Auch hier ist die Stellungnahme jeder »demokratischen«, d.h. in diesem Fall: auf Minimisierung der »Herrschaft« ausgehenden Strömung notwendig zwiespältig. Die »Rechtsgleichheit« und das Verlangen nach Rechtsgarantien gegen Willkür fordert die formale rationale »Sachlichkeit« der Verwaltung im Gegensatz zu dem persönlichen freien Belieben aus der Gnade der alten Patrimonialherrschaft.
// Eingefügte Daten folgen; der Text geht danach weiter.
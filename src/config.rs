use std::ffi::OsString;
use std::path::{Path, PathBuf};

use serde::Deserialize;

pub const ENV_BASE_URL: &str = "YT_URL";
pub const ENV_TOKEN: &str = "YT_AUTH";
pub const ENV_DEBUG: &str = "YT_DEBUG";

#[derive(Debug, Default, Deserialize)]
pub struct AppConfig {
    #[serde(default)]
    pub youtrack: YouTrackConfig,
    #[serde(default)]
    pub logging: LoggingConfig,
}

#[derive(Debug, Default, Deserialize)]
pub struct YouTrackConfig {
    #[serde(default)]
    pub base_url: Option<String>,
    #[serde(default)]
    pub token: Option<String>,
}

#[derive(Debug, Default, Deserialize)]
pub struct LoggingConfig {
    #[serde(default)]
    pub debug: bool,
}

#[derive(Debug, Default)]
pub struct AppConfigOverrides {
    pub base_url: Option<String>,
    pub token: Option<String>,
    pub debug: Option<bool>,
}

/// Connection settings handed to the request builder.
///
/// The base URL never ends with `/`; resource paths always start with one.
#[derive(Debug, Clone, PartialEq, Eq)]
pub struct ServiceConfig {
    base_url: String,
    token: String,
}

#[derive(Debug, thiserror::Error)]
pub enum ConfigError {
    #[error("missing required setting {0}; set the environment variable or add it to the config file")]
    Missing(&'static str),
    #[error("failed to resolve config path: HOME is not set and XDG_CONFIG_HOME is unset")]
    MissingHomeDirectory,
    #[error("failed to read config file at {path}: {source}")]
    ReadFailed {
        path: PathBuf,
        source: std::io::Error,
    },
    #[error("failed to parse TOML config at {path}: {source}")]
    ParseFailed {
        path: PathBuf,
        source: toml::de::Error,
    },
    #[error("invalid config: {0}")]
    Invalid(String),
}

impl ServiceConfig {
    pub fn new(base_url: impl Into<String>, token: impl Into<String>) -> Result<Self, ConfigError> {
        let base_url = base_url.into();
        let token = token.into();

        let trimmed = base_url.trim().trim_end_matches('/');
        if trimmed.is_empty() {
            return Err(ConfigError::Missing(ENV_BASE_URL));
        }
        let parsed = reqwest::Url::parse(trimmed)
            .map_err(|err| ConfigError::Invalid(format!("{ENV_BASE_URL} '{base_url}': {err}")))?;
        if parsed.scheme() != "http" && parsed.scheme() != "https" {
            return Err(ConfigError::Invalid(format!(
                "{ENV_BASE_URL} must be an http(s) url: {base_url}"
            )));
        }

        let token = token.trim();
        if token.is_empty() {
            return Err(ConfigError::Missing(ENV_TOKEN));
        }

        Ok(Self {
            base_url: trimmed.to_string(),
            token: token.to_string(),
        })
    }

    pub fn base_url(&self) -> &str {
        &self.base_url
    }

    pub fn token(&self) -> &str {
        &self.token
    }
}

impl AppConfigOverrides {
    pub fn from_env() -> Self {
        Self::from_lookup(|name| std::env::var(name).ok())
    }

    fn from_lookup<F>(lookup: F) -> Self
    where
        F: Fn(&str) -> Option<String>,
    {
        Self {
            base_url: lookup(ENV_BASE_URL).filter(|v| !v.trim().is_empty()),
            token: lookup(ENV_TOKEN).filter(|v| !v.trim().is_empty()),
            debug: lookup(ENV_DEBUG).map(|v| {
                let normalized = v.trim().to_ascii_lowercase();
                normalized == "1" || normalized == "true" || normalized == "yes"
            }),
        }
    }
}

/// Loads the optional config file and layers the environment on top.
pub fn load() -> Result<AppConfig, ConfigError> {
    let mut cfg = match resolve_config_path() {
        Ok(path) => load_optional(&path)?,
        Err(ConfigError::MissingHomeDirectory) => AppConfig::default(),
        Err(err) => return Err(err),
    };
    cfg.apply_overrides(&AppConfigOverrides::from_env());
    Ok(cfg)
}

/// A missing file yields the defaults; an unreadable or malformed one is an error.
pub fn load_optional(path: &Path) -> Result<AppConfig, ConfigError> {
    let raw = match std::fs::read_to_string(path) {
        Ok(raw) => raw,
        Err(source) if source.kind() == std::io::ErrorKind::NotFound => {
            return Ok(AppConfig::default());
        }
        Err(source) => {
            return Err(ConfigError::ReadFailed {
                path: path.to_path_buf(),
                source,
            });
        }
    };

    toml::from_str::<AppConfig>(&raw).map_err(|source| ConfigError::ParseFailed {
        path: path.to_path_buf(),
        source,
    })
}

pub fn resolve_config_path() -> Result<PathBuf, ConfigError> {
    let xdg_config_home = std::env::var_os("XDG_CONFIG_HOME");
    let home = std::env::var_os("HOME");
    resolve_config_path_from_env(xdg_config_home, home)
}

fn resolve_config_path_from_env(
    xdg_config_home: Option<OsString>,
    home: Option<OsString>,
) -> Result<PathBuf, ConfigError> {
    if let Some(dir) = xdg_config_home.filter(|value| !value.is_empty()) {
        return Ok(PathBuf::from(dir).join("ytissues").join("config.toml"));
    }

    let home = home
        .filter(|value| !value.is_empty())
        .ok_or(ConfigError::MissingHomeDirectory)?;
    Ok(PathBuf::from(home)
        .join(".config")
        .join("ytissues")
        .join("config.toml"))
}

impl AppConfig {
    pub fn apply_overrides(&mut self, overrides: &AppConfigOverrides) {
        if let Some(value) = &overrides.base_url {
            self.youtrack.base_url = Some(value.clone());
        }
        if let Some(value) = &overrides.token {
            self.youtrack.token = Some(value.clone());
        }
        if let Some(value) = overrides.debug {
            self.logging.debug = value;
        }
    }

    /// Fails with [`ConfigError::Missing`] when the URL or the token is unset.
    pub fn service(&self) -> Result<ServiceConfig, ConfigError> {
        let base_url = self
            .youtrack
            .base_url
            .clone()
            .ok_or(ConfigError::Missing(ENV_BASE_URL))?;
        let token = self
            .youtrack
            .token
            .clone()
            .ok_or(ConfigError::Missing(ENV_TOKEN))?;
        ServiceConfig::new(base_url, token)
    }
}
Das »Ethos« aber, wenn es in einer Einzelfrage die Massen beherrscht – und wir wollen von anderen Instinkten ganz absehen –, stößt mit seinen am konkreten Fall und der konkreten Person orientierten Postulaten nach materieller »Gerechtigkeit« mit dem Formalismus und der regelgebundenen kühlen »Sachlichkeit« der bürokratischen Verwaltung unvermeidlich zusammen und muß dann aus diesem Grund emotional verwerfen, was rational gefordert worden war. Insbesondere ist den besitzlosen Massen mit einer formalen »Rechtsgleichheit« und einer »kalkulierbaren« Rechtsfindung und Verwaltung, wie sie die »bürgerlichen« Interessen fordern, nicht gedient. Für sie haben naturgemäß Recht und Verwaltung im Dienst des Ausgleichs der ökonomischen und sozialen Lebenschancen gegenüber den Besitzenden zu stehen, und diese Funktion können sie allerdings nur dann versehen, wenn sie weitgehend einen unformalen, weil inhaltlich »ethischen«, (»Kadi«-) Charakter annehmen. Nicht nur jede Art von »Volksjustiz« – die nach rationalen »Gründen« und »Normen« nicht zu fragen pflegt –, sondern auch jede Art von intensiver Beeinflussung der Verwaltung durch die sog. »öffentliche Meinung«, d.h. unter den Bedingungen der Massendemokratie: durch ein aus irrationalen »Gefühlen« geborenes, normalerweise von Parteiführern und Presse inszeniertes oder gelenktes Gemeinschaftshandeln, kreuzt den rationalen Ablauf der Justiz und Verwaltung ebenso stark und unter Umständen weit stärker als es die »Kabinettsjustiz« eines »absoluten« Herrschers tun konnte.

Ibid., S. 28f.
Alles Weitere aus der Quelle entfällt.